• Work request: Return every line of the data below that includes the string "CommentBody".

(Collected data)

● ● ●

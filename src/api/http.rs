use async_trait::async_trait;
use reqwest::{Client, RequestBuilder, Response, StatusCode};
use serde::de::DeserializeOwned;
use serde::Serialize;
use tracing::{debug, warn};

use crate::api::{FolderApi, ItemDto, Listing};
use crate::error::ApiError;
use crate::folder::item::FolderItem;
use crate::folder::mutation::TransferMode;

pub const DEFAULT_BASE_URL: &str = "http://localhost:8080/api";

/// JSON-over-HTTP client for the folder service.
pub struct HttpFolderApi {
    client: Client,
    base_url: String,
}

#[derive(Serialize)]
#[serde(rename_all = "camelCase")]
struct CreateFolderBody<'a> {
    parent_path: &'a str,
    name: &'a str,
}

#[derive(Serialize)]
#[serde(rename_all = "camelCase")]
struct RenameBody<'a> {
    path: &'a str,
    new_name: &'a str,
}

#[derive(Serialize)]
struct PathsBody<'a> {
    paths: &'a [String],
}

#[derive(Serialize)]
#[serde(rename_all = "camelCase")]
struct TransferBody<'a> {
    paths: &'a [String],
    destination_path: &'a str,
}

#[derive(Serialize)]
struct CommentBody<'a> {
    path: &'a str,
    text: &'a str,
}

#[derive(Serialize)]
struct IconBody<'a> {
    path: &'a str,
    icon: Option<&'a str>,
}

#[derive(serde::Deserialize)]
struct ExistsReply {
    exists: bool,
}

impl HttpFolderApi {
    pub fn new(base_url: &str) -> Self {
        Self {
            client: Client::new(),
            base_url: base_url.trim_end_matches('/').to_string(),
        }
    }

    pub fn base_url(&self) -> &str {
        &self.base_url
    }

    fn url(&self, endpoint: &str) -> String {
        format!("{}{}", self.base_url, endpoint)
    }

    fn get(&self, endpoint: &str) -> RequestBuilder {
        self.client.get(self.url(endpoint))
    }

    fn post(&self, endpoint: &str) -> RequestBuilder {
        self.client.post(self.url(endpoint))
    }

    fn patch(&self, endpoint: &str) -> RequestBuilder {
        self.client.patch(self.url(endpoint))
    }

    /// Send a request and turn non-success statuses into `ApiError`s.
    async fn send(&self, req: RequestBuilder, what: &str) -> Result<Response, ApiError> {
        debug!(request = what, "sending backend request");
        let response = req.send().await.map_err(|e| {
            warn!(request = what, error = %e, "backend unreachable");
            ApiError::from(e)
        })?;
        let status = response.status();
        if status.is_success() {
            return Ok(response);
        }
        let message = response.text().await.unwrap_or_default();
        warn!(request = what, status = status.as_u16(), "backend rejected request");
        Err(status_error(status, what, message))
    }

    async fn send_json<T: DeserializeOwned>(
        &self,
        req: RequestBuilder,
        what: &str,
    ) -> Result<T, ApiError> {
        let response = self.send(req, what).await?;
        response
            .json::<T>()
            .await
            .map_err(|e| ApiError::Decode(e.to_string()))
    }
}

fn status_error(status: StatusCode, what: &str, message: String) -> ApiError {
    let message = if message.is_empty() {
        what.to_string()
    } else {
        message
    };
    match status {
        StatusCode::NOT_FOUND => ApiError::NotFound(message),
        StatusCode::CONFLICT => ApiError::Conflict(message),
        _ => ApiError::Status {
            status: status.as_u16(),
            message,
        },
    }
}

#[async_trait]
impl FolderApi for HttpFolderApi {
    async fn list(&self, path: &str) -> Result<Vec<FolderItem>, ApiError> {
        let req = self.get("/folders").query(&[("path", path)]);
        let listing: Listing = self.send_json(req, "list").await?;
        Ok(listing.into_items())
    }

    async fn detail(&self, path: &str) -> Result<FolderItem, ApiError> {
        let req = self.get("/folders/detail").query(&[("path", path)]);
        let dto: ItemDto = self.send_json(req, "detail").await?;
        Ok(dto.into())
    }

    async fn exists(&self, path: &str) -> Result<bool, ApiError> {
        let req = self.get("/folders/exists").query(&[("path", path)]);
        let reply: ExistsReply = self.send_json(req, "exists").await?;
        Ok(reply.exists)
    }

    async fn search(&self, path: &str, keyword: &str) -> Result<Vec<FolderItem>, ApiError> {
        let req = self
            .get("/folders/search")
            .query(&[("path", path), ("keyword", keyword)]);
        let listing: Listing = self.send_json(req, "search").await?;
        Ok(listing.into_items())
    }

    async fn create_folder(&self, parent: &str, name: &str) -> Result<FolderItem, ApiError> {
        let req = self.post("/folders").json(&CreateFolderBody {
            parent_path: parent,
            name,
        });
        let dto: ItemDto = self.send_json(req, "create folder").await?;
        Ok(dto.into())
    }

    async fn rename(&self, path: &str, new_name: &str) -> Result<(), ApiError> {
        let req = self
            .patch("/folders/rename")
            .json(&RenameBody { path, new_name });
        self.send(req, "rename").await.map(|_| ())
    }

    async fn delete(&self, paths: &[String]) -> Result<(), ApiError> {
        let req = self.post("/folders/delete").json(&PathsBody { paths });
        self.send(req, "delete").await.map(|_| ())
    }

    async fn transfer(
        &self,
        paths: &[String],
        dest: &str,
        mode: TransferMode,
    ) -> Result<(), ApiError> {
        let endpoint = match mode {
            TransferMode::Copy => "/folders/copy",
            TransferMode::Move => "/folders/move",
        };
        let req = self.post(endpoint).json(&TransferBody {
            paths,
            destination_path: dest,
        });
        self.send(req, mode.label()).await.map(|_| ())
    }

    async fn add_comment(&self, path: &str, text: &str) -> Result<(), ApiError> {
        let req = self
            .post("/folders/comments")
            .json(&CommentBody { path, text });
        self.send(req, "comment").await.map(|_| ())
    }

    async fn change_icon(&self, path: &str, icon: Option<&str>) -> Result<(), ApiError> {
        let req = self.patch("/folders/icon").json(&IconBody { path, icon });
        self.send(req, "change icon").await.map(|_| ())
    }
}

● ● ●

• Answer section:
struct CommentBody<'a> {
            .json(&CommentBody { path, text });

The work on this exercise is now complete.